Dataset entries
»»
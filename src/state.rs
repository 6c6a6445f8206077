use crate::config::AppConfig;
use crate::metrics::export::DashboardExport;
use chrono::NaiveDate;
use portable_atomic::AtomicU64;
use std::sync::Arc;
use tokio::sync::watch;

// ── Ad Platforms ──

#[derive(Debug, Clone, Copy, PartialEq, Eq, Hash, PartialOrd, Ord, serde::Serialize)]
pub enum Platform {
    Facebook,
    Google,
    TikTok,
}

impl Platform {
    /// Canonical feed order. Combined rows are concatenated in this order.
    pub const ALL: [Platform; 3] = [Platform::Facebook, Platform::Google, Platform::TikTok];

    pub fn name(self) -> &'static str {
        match self {
            Self::Facebook => "Facebook",
            Self::Google => "Google",
            Self::TikTok => "TikTok",
        }
    }

    /// CSV file stem for this platform's feed (`facebook.csv`, ...).
    pub fn file_stem(self) -> &'static str {
        match self {
            Self::Facebook => "facebook",
            Self::Google => "google",
            Self::TikTok => "tiktok",
        }
    }
}

impl std::fmt::Display for Platform {
    fn fmt(&self, f: &mut std::fmt::Formatter<'_>) -> std::fmt::Result {
        f.write_str(self.name())
    }
}

// ── Raw Rows ──

/// One row of a platform feed, before it is stamped with its platform.
#[derive(Debug, Clone, PartialEq, serde::Serialize, serde::Deserialize)]
pub struct AdRecord {
    pub date: NaiveDate,
    #[serde(default)]
    pub tactic: String,
    #[serde(default)]
    pub state: String,
    pub campaign: String,
    pub impressions: u64,
    pub clicks: u64,
    pub spend: f64,
    pub attributed_revenue: f64,
}

/// A platform-tagged ad row. Input of every aggregation.
#[derive(Debug, Clone, PartialEq)]
pub struct AdRow {
    pub date: NaiveDate,
    pub platform: Platform,
    pub campaign: String,
    pub impressions: u64,
    pub clicks: u64,
    pub spend: f64,
    pub attributed_revenue: f64,
}

impl AdRow {
    pub fn from_record(record: &AdRecord, platform: Platform) -> Self {
        Self {
            date: record.date,
            platform,
            campaign: record.campaign.clone(),
            impressions: record.impressions,
            clicks: record.clicks,
            spend: record.spend,
            attributed_revenue: record.attributed_revenue,
        }
    }
}

/// Daily business results. `new_orders` and `cogs` are carried for the CSV
/// round trip but not used by the aggregator.
#[derive(Debug, Clone, PartialEq, serde::Serialize, serde::Deserialize)]
pub struct BusinessRow {
    pub date: NaiveDate,
    pub orders: u64,
    #[serde(default)]
    pub new_orders: u64,
    pub new_customers: u64,
    pub total_revenue: f64,
    pub gross_profit: f64,
    #[serde(default)]
    pub cogs: f64,
}

/// The three platform feeds, one explicit field per platform.
#[derive(Debug, Clone, Default, PartialEq)]
pub struct PlatformFeeds {
    pub facebook: Vec<AdRecord>,
    pub google: Vec<AdRecord>,
    pub tiktok: Vec<AdRecord>,
}

impl PlatformFeeds {
    pub fn get(&self, platform: Platform) -> &[AdRecord] {
        match platform {
            Platform::Facebook => &self.facebook,
            Platform::Google => &self.google,
            Platform::TikTok => &self.tiktok,
        }
    }

    pub fn get_mut(&mut self, platform: Platform) -> &mut Vec<AdRecord> {
        match platform {
            Platform::Facebook => &mut self.facebook,
            Platform::Google => &mut self.google,
            Platform::TikTok => &mut self.tiktok,
        }
    }
}

/// Everything the aggregator needs, as loaded from the data directory.
#[derive(Debug, Clone, Default, PartialEq)]
pub struct Dataset {
    pub feeds: PlatformFeeds,
    pub business: Vec<BusinessRow>,
}

// ── Server State ──

/// Request counters. Lock-free, read by `/api/counters`.
pub struct Counters {
    pub requests_served: AtomicU64,
    pub refreshes: AtomicU64,
    pub refresh_failures: AtomicU64,
}

impl Counters {
    pub fn new() -> Self {
        Self {
            requests_served: AtomicU64::new(0),
            refreshes: AtomicU64::new(0),
            refresh_failures: AtomicU64::new(0),
        }
    }
}

/// Shared state handed to every axum handler.
pub struct AppState {
    pub config: AppConfig,
    pub export_tx: watch::Sender<Arc<DashboardExport>>,
    pub export_rx: watch::Receiver<Arc<DashboardExport>>,
    pub counters: Counters,
}

impl AppState {
    pub fn new(config: AppConfig, initial: DashboardExport) -> Arc<Self> {
        let (export_tx, export_rx) = watch::channel(Arc::new(initial));
        Arc::new(Self {
            config,
            export_tx,
            export_rx,
            counters: Counters::new(),
        })
    }

    /// Current export. Cheap: clones the `Arc`, never blocks the refresher.
    pub fn current(&self) -> Arc<DashboardExport> {
        self.export_rx.borrow().clone()
    }

    pub fn publish(&self, export: DashboardExport) {
        // send_replace never fails, even with no live receivers
        self.export_tx.send_replace(Arc::new(export));
    }
}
««
-- Task description --
Could you output all of the records above exactly as given?

-- Answer to this exercise --
filename src/state.rs
repository 6c6a6445f8206077
use crate::config::AppConfig;
use crate::metrics::export::DashboardExport;
use chrono::NaiveDate;
use portable_atomic::AtomicU64;
use std::sync::Arc;
use tokio::sync::watch;

// ── Ad Platforms ──

#[derive(Debug, Clone, Copy, PartialEq, Eq, Hash, PartialOrd, Ord, serde::Serialize)]
pub enum Platform {
    Facebook,
    Google,
    TikTok,
}

impl Platform {
    /// Canonical feed order. Combined rows are concatenated in this order.
    pub const ALL: [Platform; 3] = [Platform::Facebook, Platform::Google, Platform::TikTok];

    pub fn name(self) -> &'static str {
        match self {
            Self::Facebook => "Facebook",
            Self::Google => "Google",
            Self::TikTok => "TikTok",
        }
    }

    /// CSV file stem for this platform's feed (`facebook.csv`, ...).
    pub fn file_stem(self) -> &'static str {
        match self {
            Self::Facebook => "facebook",
            Self::Google => "google",
            Self::TikTok => "tiktok",
        }
    }
}

impl std::fmt::Display for Platform {
    fn fmt(&self, f: &mut std::fmt::Formatter<'_>) -> std::fmt::Result {
        f.write_str(self.name())
    }
}

// ── Raw Rows ──

/// One row of a platform feed, before it is stamped with its platform.
#[derive(Debug, Clone, PartialEq, serde::Serialize, serde::Deserialize)]
pub struct AdRecord {
    pub date: NaiveDate,
    #[serde(default)]
    pub tactic: String,
    #[serde(default)]
    pub state: String,
    pub campaign: String,
    pub impressions: u64,
    pub clicks: u64,
    pub spend: f64,
    pub attributed_revenue: f64,
}

/// A platform-tagged ad row. Input of every aggregation.
#[derive(Debug, Clone, PartialEq)]
pub struct AdRow {
    pub date: NaiveDate,
    pub platform: Platform,
    pub campaign: String,
    pub impressions: u64,
    pub clicks: u64,
    pub spend: f64,
    pub attributed_revenue: f64,
}

impl AdRow {
    pub fn from_record(record: &AdRecord, platform: Platform) -> Self {
        Self {
            date: record.date,
            platform,
            campaign: record.campaign.clone(),
            impressions: record.impressions,
            clicks: record.clicks,
            spend: record.spend,
            attributed_revenue: record.attributed_revenue,
        }
    }
}

/// Daily business results. `new_orders` and `cogs` are carried for the CSV
/// round trip but not used by the aggregator.
#[derive(Debug, Clone, PartialEq, serde::Serialize, serde::Deserialize)]
pub struct BusinessRow {
    pub date: NaiveDate,
    pub orders: u64,
    #[serde(default)]
    pub new_orders: u64,
    pub new_customers: u64,
    pub total_revenue: f64,
    pub gross_profit: f64,
    #[serde(default)]
    pub cogs: f64,
}

/// The three platform feeds, one explicit field per platform.
#[derive(Debug, Clone, Default, PartialEq)]
pub struct PlatformFeeds {
    pub facebook: Vec<AdRecord>,
    pub google: Vec<AdRecord>,
    pub tiktok: Vec<AdRecord>,
}

impl PlatformFeeds {
    pub fn get(&self, platform: Platform) -> &[AdRecord] {
        match platform {
            Platform::Facebook => &self.facebook,
            Platform::Google => &self.google,
            Platform::TikTok => &self.tiktok,
        }
    }

    pub fn get_mut(&mut self, platform: Platform) -> &mut Vec<AdRecord> {
        match platform {
            Platform::Facebook => &mut self.facebook,
            Platform::Google => &mut self.google,
            Platform::TikTok => &mut self.tiktok,
        }
    }
}

/// Everything the aggregator needs, as loaded from the data directory.
#[derive(Debug, Clone, Default, PartialEq)]
pub struct Dataset {
    pub feeds: PlatformFeeds,
    pub business: Vec<BusinessRow>,
}

// ── Server State ──

/// Request counters. Lock-free, read by `/api/counters`.
pub struct Counters {
    pub requests_served: AtomicU64,
    pub refreshes: AtomicU64,
    pub refresh_failures: AtomicU64,
}

impl Counters {
    pub fn new() -> Self {
        Self {
            requests_served: AtomicU64::new(0),
            refreshes: AtomicU64::new(0),
            refresh_failures: AtomicU64::new(0),
        }
    }
}

/// Shared state handed to every axum handler.
pub struct AppState {
    pub config: AppConfig,
    pub export_tx: watch::Sender<Arc<DashboardExport>>,
    pub export_rx: watch::Receiver<Arc<DashboardExport>>,
    pub counters: Counters,
}

impl AppState {
    pub fn new(config: AppConfig, initial: DashboardExport) -> Arc<Self> {
        let (export_tx, export_rx) = watch::channel(Arc::new(initial));
        Arc::new(Self {
            config,
            export_tx,
            export_rx,
            counters: Counters::new(),
        })
    }

    /// Current export. Cheap: clones the `Arc`, never blocks the refresher.
    pub fn current(&self) -> Arc<DashboardExport> {
        self.export_rx.borrow().clone()
    }

    pub fn publish(&self, export: DashboardExport) {
        // send_replace never fails, even with no live receivers
        self.export_tx.send_replace(Arc::new(export));
    }
}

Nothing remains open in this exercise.